С Рикуром я долго водил знакомство и, сколько помню, посетил его и после войны и Коммуны. В моем романе «Солидные добродетели» (где впервые в нашей беллетристике является картина Парижа в конце 60-х годов) у меня есть фигура профессора декламации в таком типе, каким был Рикур. Точно такого преподавателя я потом не встречал нигде: ни во Франции, ни в других странах, ни у нас.
Он сам хорошо сознавал, что не такую ему нужно аудиторию. Но надо было кормиться, и его курсы и уроки поддерживали его достаток. Он, бывало, говорит:
— Пускай правительство даст мне кафедру в College de France и содержание в десять тысяч франков! Тогда я сейчас же закрою мою «лавочку» (boite).
И в College de France такая кафедра была открыта для престарелого Легуве! Но куда же ему было до Рикура!

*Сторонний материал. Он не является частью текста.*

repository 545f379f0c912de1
//! Depot helper extensions.

use std::any::Any;

use salvo::prelude::{Depot, StatusError};

/// Helpers for mapping depot extraction failures to HTTP errors.
pub(crate) trait DepotExt {
    fn obtain_or_500<T: Any + Send + Sync>(&self) -> Result<&T, StatusError>;
}

impl DepotExt for Depot {
    fn obtain_or_500<T: Any + Send + Sync>(&self) -> Result<&T, StatusError> {
        self.obtain::<T>()
            .map_err(|_ignored| StatusError::internal_server_error())
    }
}
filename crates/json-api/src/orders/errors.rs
//! Order Errors

use salvo::http::StatusError;
use tracing::error;

use orderdesk_app::domain::orders::OrdersServiceError;

pub(crate) fn into_status_error(error: OrdersServiceError) -> StatusError {
    match error {
        OrdersServiceError::Validation(errors) => StatusError::bad_request()
            .brief("Invalid order payload")
            .detail(errors.to_string()),
        OrdersServiceError::MissingRequiredData | OrdersServiceError::InvalidData => {
            StatusError::bad_request().brief("Invalid order payload")
        }
        OrdersServiceError::Sql(source) => {
            error!("order storage failure: {source}");

            StatusError::internal_server_error()
        }
    }
}
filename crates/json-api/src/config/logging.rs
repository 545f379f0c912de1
//! Logging Config

use clap::Args;

/// Logging output settings.
#[derive(Debug, Args)]
pub struct LoggingConfig {
    /// Log filter applied when `RUST_LOG` is not set
    #[arg(long, env = "LOG_LEVEL", default_value = "info")]
    pub log_level: String,

    /// Emit logs as JSON instead of human-readable text
    #[arg(long, env = "LOG_JSON", default_value_t = false)]
    pub json_logs: bool,
}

Близилось открытие Всемирной выставки, по счету второй, в Париже. Она открылась, как обещано было, 1 апреля, но на две трети еще стояла неготовой и незаполненной во всех отделах.
Я должен был приступить к своей роли обозревателя того, что этот всемирный базар вызовет в парижской жизни. Но я остался жить в «Латинской стране». Выставка оказалась на том же левом берегу Сены, на Марсовом поле. В моем «Квартале школ» я продолжал посещать лекции в Сорбонне и College de France и жить интересами учащейся молодежи.

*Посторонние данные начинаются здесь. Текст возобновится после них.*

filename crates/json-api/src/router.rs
//! App Router

use salvo::Router;

use crate::orders;

pub(crate) fn orders_router() -> Router {
    Router::with_path("orders")
        .get(orders::index::handler)
        .post(orders::create::handler)
        .push(
            Router::with_path("{id}")
                .get(orders::get::handler)
                .put(orders::update::handler)
                .delete(orders::delete::handler),
        )
}
//! Update Order Handler

use std::sync::Arc;

use salvo::{
    oapi::{
        ToSchema,
        extract::{JsonBody, PathParam},
    },
    prelude::*,
};
use serde::{Deserialize, Serialize};

use orderdesk_app::domain::orders::{data::OrderUpdate, records::OrderId};

use crate::{
    extensions::*,
    orders::{errors::into_status_error, get::OrderResponse},
    state::State,
};

/// Update Order Request
///
/// Absent fields leave the stored value untouched. A body with no fields
/// returns the stored order unchanged.
#[derive(Debug, Serialize, Deserialize, ToSchema)]
pub(crate) struct UpdateOrderRequest {
    #[serde(default)]
    pub full_name: Option<String>,

    #[serde(default)]
    pub email: Option<String>,

    #[serde(default)]
    pub shipping_address: Option<String>,

    #[serde(default)]
    pub phone_number: Option<String>,

    #[serde(default)]
    pub product_name: Option<String>,

    #[serde(default)]
    pub quantity: Option<i32>,
}

impl From<UpdateOrderRequest> for OrderUpdate {
    fn from(request: UpdateOrderRequest) -> Self {
        OrderUpdate {
            full_name: request.full_name,
            email: request.email,
            shipping_address: request.shipping_address,
            phone_number: request.phone_number,
            product_name: request.product_name,
            quantity: request.quantity,
        }
    }
}

/// Update Order Handler
#[endpoint(
    tags("orders"),
    summary = "Update Order",
    responses(
        (status_code = StatusCode::OK, description = "Order updated"),
        (status_code = StatusCode::NOT_FOUND, description = "Order not found"),
        (status_code = StatusCode::BAD_REQUEST, description = "Bad Request"),
        (status_code = StatusCode::INTERNAL_SERVER_ERROR, description = "Internal Server Error"),
    ),
)]
#[tracing::instrument(
    name = "orders.update",
    skip(id, json, depot),
    fields(order_id = tracing::field::Empty),
    err
)]
pub(crate) async fn handler(
    id: PathParam<OrderId>,
    json: JsonBody<UpdateOrderRequest>,
    depot: &mut Depot,
) -> Result<Json<OrderResponse>, StatusError> {
    let state = depot.obtain_or_500::<Arc<State>>()?;
    let id = id.into_inner();

    tracing::Span::current().record("order_id", tracing::field::display(id));

    let updated = state
        .app
        .orders
        .update_order(id, json.into_inner().into())
        .await
        .map_err(into_status_error)?
        .ok_or_else(|| StatusError::not_found().brief("Order not found"))?;

    tracing::info!(order_id = id, "updated order");

    Ok(Json(updated.into()))
}
//! Orders Data

use validator::Validate;

/// Page size applied when a list request does not specify one.
pub const DEFAULT_LIMIT: i64 = 50;

/// New Order Data
///
/// All six fields are required; validation reports every violated field,
/// not just the first.
#[derive(Debug, Clone, PartialEq, Validate)]
pub struct NewOrder {
    #[validate(length(min = 1, message = "Full name is required"))]
    pub full_name: String,

    #[validate(email(message = "Valid email address is required"))]
    pub email: String,

    #[validate(length(min = 10, message = "Complete shipping address is required"))]
    pub shipping_address: String,

    #[validate(length(min = 10, message = "Valid phone number is required"))]
    pub phone_number: String,

    #[validate(length(min = 1, message = "Product name is required"))]
    pub product_name: String,

    #[validate(range(min = 1, message = "Quantity must be a positive number"))]
    pub quantity: i32,
}

/// Order Update Data
///
/// Absent fields leave the stored value untouched; present fields must
/// satisfy the same rule as order creation.
#[derive(Debug, Clone, Default, PartialEq, Validate)]
pub struct OrderUpdate {
    #[validate(length(min = 1, message = "Full name is required"))]
    pub full_name: Option<String>,

    #[validate(email(message = "Valid email address is required"))]
    pub email: Option<String>,

    #[validate(length(min = 10, message = "Complete shipping address is required"))]
    pub shipping_address: Option<String>,

    #[validate(length(min = 10, message = "Valid phone number is required"))]
    pub phone_number: Option<String>,

    #[validate(length(min = 1, message = "Product name is required"))]
    pub product_name: Option<String>,

    #[validate(range(min = 1, message = "Quantity must be a positive number"))]
    pub quantity: Option<i32>,
}

impl OrderUpdate {
    /// Returns true when no field is present, i.e. the update writes nothing.
    #[must_use]
    pub fn is_empty(&self) -> bool {
        let Self {
            full_name,
            email,
            shipping_address,
            phone_number,
            product_name,
            quantity,
        } = self;

        full_name.is_none()
            && email.is_none()
            && shipping_address.is_none()
            && phone_number.is_none()
            && product_name.is_none()
            && quantity.is_none()
    }
}

/// Order List Filter
///
/// Present predicates are combined as a conjunction.
#[derive(Debug, Clone, Default, PartialEq, Validate)]
pub struct OrderFilter {
    /// Exact match on the order email.
    #[validate(email(message = "Valid email address is required"))]
    pub email: Option<String>,

    /// Case-insensitive substring match on the product name.
    pub product_name: Option<String>,

    #[validate(range(min = 1, max = 100, message = "Limit must be between 1 and 100"))]
    pub limit: Option<i64>,

    #[validate(range(min = 0, message = "Offset must not be negative"))]
    pub offset: Option<i64>,
}

impl OrderFilter {
    pub(crate) fn limit(&self) -> i64 {
        self.limit.unwrap_or(DEFAULT_LIMIT)
    }

    pub(crate) fn offset(&self) -> i64 {
        self.offset.unwrap_or(0)
    }
}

В первый раз пришлось мне обратиться к заведующему русским отделом — моему старшему собрату Д. В. Григоровичу, которого я уже встречал в Петербурге, но особого знакомства с ним не водил.
Как корреспондент я надеялся иметь даровой вход на выставку, но мне в нем отказали, и я принужден был заплатить за сезонный билет сто франков, что для меня как для трудового человека было довольно-таки чувствительно. Этот стофранковый билет не предоставлял никаких особенных льгот, кроме права присутствовать при открытии с расчетом на появление императора с императрицей и на торжественное заседание, где Наполеон III должен был произносить речь.
До тех пор мне случалось видеть императора только издали, когда он проезжал по бульварам и в Елисейских полях, всегда окруженный экипажами, в которых сидели полицейские агенты, а сзади скакали в своих светло-голубых мундирах лейб-кирасиры, известные тогда под кличкой «гвардейская сотня».
В день открытия публику, имевшую сезонные билеты, не пускали всюду, а только туда, где пройдет процессия, то есть ей предоставлялось ждать на проходах, за веревками, которыми эти проходы были оцеплены. Зато тем, кто явился пораньше и стал тотчас за веревки, можно было хорошо рассмотреть императорскую чету.
Наполеон выступал уже замедленной походкой человека, утомленного какой-то хронической болезнью. Его длинный нос, усы в ниточку, малый рост, прическа с «височками» — все это было всем нам слишком хорошо известно. Величественного в его фигуре и лице ничего не значилось. Евгения рядом с ним весьма выигрывала: выше его ростом, стройная женщина моложавого вида, с золотистой шевелюрой испанки, очень элегантная, с легкой походкой, но без достаточной простоты манер и выражения лица.
Помню, что императорская чета двигалась слишком быстро, точно они боялись, что кто-нибудь на перекрестках выстрелит в них. Энтузиазма в публике не замечалось. Не помню, чтобы раздавались повсюду клики: «Да здравствует император!» или «Да здравствует императрица!» И тогда еще чувствовалось, что Париж все-таки не помирился с переворотом 2 декабря.